According to Monsanto, in addition to a single complete copy of the DNA the company intended to insert into the recipient corn plant (which comprises two versions of genes designed to convey resistance to the herbicide glyphosate), NK603 also includes an “inversely linked 217 bp piece of DNA containing a portion of the enhancer region of the rice actin promoter at the 3’ end of the inserted DNA.” This is another type of “extra DNA” that developers of GE crops do not intend to insert into GE crops: an extra copy of a random chunk of the DNA they do mean to insert, placed randomly adjacent to the intact complete copy of the DNA they do mean to insert.
And as a result of sequencing the inserted DNA to verify its “integrity” in NK603, Monsanto identified not only the extra, inverted piece of the rice gene promoter, but also two point mutations in one of the genes conveying glyphosate resistance, “one of which results in a change of the amino acid leucine to proline at position 214 in the protein.” The other point mutation did not change the amino acid sequence of this protein.

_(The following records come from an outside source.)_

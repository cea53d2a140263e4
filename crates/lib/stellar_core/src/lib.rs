//! # stellar_core
//!
//! Core domain logic for Stellar.
//!
//! Owns the token service, account and revocation stores, the star/planet
//! document repository and the audit log. Every store is a trait with a
//! PostgreSQL implementation and an in-memory one; [`store::Stores`] wires a
//! full set together.

pub mod audit;
pub mod auth;
pub mod bodies;
pub mod db;
pub mod fields;
pub mod migrate;
pub mod models;
pub mod pagination;
pub mod store;
pub mod uuid;

/// Returns the crate version.
pub fn version() -> &'static str {
    env!("CARGO_PKG_VERSION")
}

#[cfg(test)]
mod tests {
    use super::*;

    #[test]
    fn version_is_not_empty() {
        assert!(!version().is_empty());
    }
}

Nevertheless, the integrity of the introduced foreign protein had not been maintained.
Additionally, and perhaps of most concern in terms of understanding how the lack of integrity of the DNA insert might affect the biology of the recipient corn plant, Monsanto scientists found that expression of the inserted gene(s) in NK603 produces an RNA transcript comprised of not just information stored in the inserted DNA but also information stored in the corn DNA adjacent to the position in the corn genome into which the insert was randomly placed. That is, “mRNA transcription was detected to initiate in either one of the two promoters of the NK603 insert and…continue into the corn genomic DNA.” RNA is an intermediary molecule that conveys the information stored in DNA to the cellular machinery; some RNAs translate the information coded in DNA into a protein that, in this case, provides resistance to glyphosate; other RNAs are now known to play roles in regulating how other genes are expressed. The upshot is that an unintended gene product, a chimeric RNA molecule comprised of intended insert-DNA-associated sequences plus sequences derived from the corn DNA that just happened to be adjacent to the spot in the corn genome where the foreign DNA insert landed, is produced in NK603 GE corn and any other GE corn varieties into which NK603 has been bred using traditional breeding methods.

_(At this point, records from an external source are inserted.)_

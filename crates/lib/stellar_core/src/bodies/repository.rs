//! Star/planet operations with uniform validation ordering.
//!
//! Every operation checks, in this order: identifier syntax, existence (star,
//! then planet-within-star), ownership, field presence and values. Only then
//! does it write, and a write that affects nothing is reported as a
//! concurrent modification.

use std::sync::Arc;

use tracing::debug;
use uuid::Uuid;

use super::view::{Presentation, StarOrder, StarView};
use super::{BodyError, BodyStore};
use crate::fields::FormFields;
use crate::models::auth::Principal;
use crate::models::body::{Planet, PlanetFields, Star, StarFields};
use crate::pagination::Page;
use crate::uuid::{parse_id, uuidv7};

const STAR_NOT_FOUND: &str = "star ID does not exist";
const PLANET_NOT_FOUND: &str = "planet ID does not exist in this star";

fn star_id(raw: &str) -> Result<Uuid, BodyError> {
    parse_id(raw).ok_or_else(|| BodyError::InvalidId("invalid star ID".into()))
}

fn planet_id(raw: &str) -> Result<Uuid, BodyError> {
    parse_id(raw).ok_or_else(|| BodyError::InvalidId("invalid planet ID".into()))
}

/// Fail if a write following a successful existence check changed nothing.
fn ensure_written(affected: u64, what: &str) -> Result<(), BodyError> {
    if affected == 0 {
        debug!(what, "write matched nothing after existence check");
        return Err(BodyError::ConcurrentModification(format!(
            "{what} was modified concurrently, try again"
        )));
    }
    Ok(())
}

/// Repository over a shared [`BodyStore`].
#[derive(Clone)]
pub struct BodyRepository {
    store: Arc<dyn BodyStore>,
}
//! Revocation set for logged-out access tokens.
//!
//! Tokens are stored as SHA-256 hashes together with their original expiry.
//! Once that expiry passes the token can never validate again, so the entry
//! is eligible for garbage collection.

use async_trait::async_trait;
use chrono::{DateTime, Utc};
use dashmap::DashMap;
use sqlx::PgPool;

use super::AuthError;

/// Storage for revoked token hashes.
#[async_trait]
pub trait RevocationStore: Send + Sync {
    /// Add a token hash. Revoking an already revoked token is not an error.
    async fn revoke(&self, token_hash: &str, expires_at: DateTime<Utc>) -> Result<(), AuthError>;

    async fn is_revoked(&self, token_hash: &str) -> Result<bool, AuthError>;

    /// Drop entries whose original expiry is at or before `now`. Returns the
    /// number of entries removed.
    async fn purge_expired(&self, now: DateTime<Utc>) -> Result<u64, AuthError>;
}

/// `revoked_tokens` table.
pub struct PgRevocationStore {
    pool: PgPool,
}

impl PgRevocationStore {
    pub fn new(pool: PgPool) -> Self {
        Self { pool }
    }
}

#[async_trait]
impl RevocationStore for PgRevocationStore {
    async fn revoke(&self, token_hash: &str, expires_at: DateTime<Utc>) -> Result<(), AuthError> {
        sqlx::query(
            "INSERT INTO revoked_tokens (token_hash, expires_at) VALUES ($1, $2) \
             ON CONFLICT (token_hash) DO NOTHING",
        )
        .bind(token_hash)
        .bind(expires_at)
        .execute(&self.pool)
        .await?;
        Ok(())
    }

    async fn is_revoked(&self, token_hash: &str) -> Result<bool, AuthError> {
        let revoked = sqlx::query_scalar::<_, bool>(
            "SELECT EXISTS(SELECT 1 FROM revoked_tokens WHERE token_hash = $1)",
        )
        .bind(token_hash)
        .fetch_one(&self.pool)
        .await?;
        Ok(revoked)
    }

    async fn purge_expired(&self, now: DateTime<Utc>) -> Result<u64, AuthError> {
        let result = sqlx::query("DELETE FROM revoked_tokens WHERE expires_at <= $1")
            .bind(now)
            .execute(&self.pool)
            .await?;
        Ok(result.rows_affected())
    }
}

/// In-process revocation set.
#[derive(Default)]
pub struct MemoryRevocationStore {
    entries: DashMap<String, DateTime<Utc>>,
}

impl MemoryRevocationStore {
    pub fn new() -> Self {
        Self::default()
    }

    pub fn len(&self) -> usize {
        self.entries.len()
    }

    pub fn is_empty(&self) -> bool {
        self.entries.is_empty()
    }
}

#[async_trait]
impl RevocationStore for MemoryRevocationStore {
    async fn revoke(&self, token_hash: &str, expires_at: DateTime<Utc>) -> Result<(), AuthError> {
        self.entries
            .entry(token_hash.to_string())
            .or_insert(expires_at);
        Ok(())
    }

    async fn is_revoked(&self, token_hash: &str) -> Result<bool, AuthError> {
        Ok(self.entries.contains_key(token_hash))
    }

    async fn purge_expired(&self, now: DateTime<Utc>) -> Result<u64, AuthError> {
        let before = self.entries.len();
        self.entries.retain(|_, expires_at| *expires_at > now);
        Ok((before - self.entries.len()) as u64)
    }
}

#[cfg(test)]
mod tests {
    use chrono::Duration;

    use super::*;

    #[tokio::test]
    async fn revoke_is_idempotent() {
        let store = MemoryRevocationStore::new();
        let exp = Utc::now() + Duration::minutes(30);
        store.revoke("abc", exp).await.unwrap();
        store.revoke("abc", exp).await.unwrap();
        assert!(store.is_revoked("abc").await.unwrap());
        assert_eq!(store.len(), 1);
    }

    #[tokio::test]
    async fn purge_drops_only_expired_entries() {
        let store = MemoryRevocationStore::new();
        let now = Utc::now();
        store.revoke("old", now - Duration::minutes(1)).await.unwrap();
        store.revoke("live", now + Duration::minutes(29)).await.unwrap();

        assert_eq!(store.purge_expired(now).await.unwrap(), 1);
        assert!(!store.is_revoked("old").await.unwrap());
        assert!(store.is_revoked("live").await.unwrap());
    }
}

More Safety Studies of NK603 are Needed
We do not know whether the lack of integrity of the DNA inserted into NK603 results in any physiological changes in GE corn plants comprised of this GE corn event.
But we do know that if NK603 had been put through the procedures, checks and tests described in Glenn et al., it would have failed them.
In the meantime, we also know that Séralini and colleagues documented problems in rats fed NK603 over their lifetimes in a study that passed peer-review and was published in a reputable international journal (Food and Chemical Toxicology), but was retracted–more than a year after it had been in print–by the journal’s editor-in-chief after he deemed it “inconclusive.” We also now know that Monsanto played a behind-the-scenes role in the public attack on that study that resulted in its retraction.
What we need now is for that study to be replicated “by a truly independent laboratory using appropriate sample sizes” (David Spiegelhalter, a statistician at the University of Cambridge, UK). We need an update on NK603.
I, for one, would like to know–conclusively–the safety status of NK603 GE corn.
I would hope that the United States Food and Drug Administration, and its counterparts in other parts of the world, would want to know as well.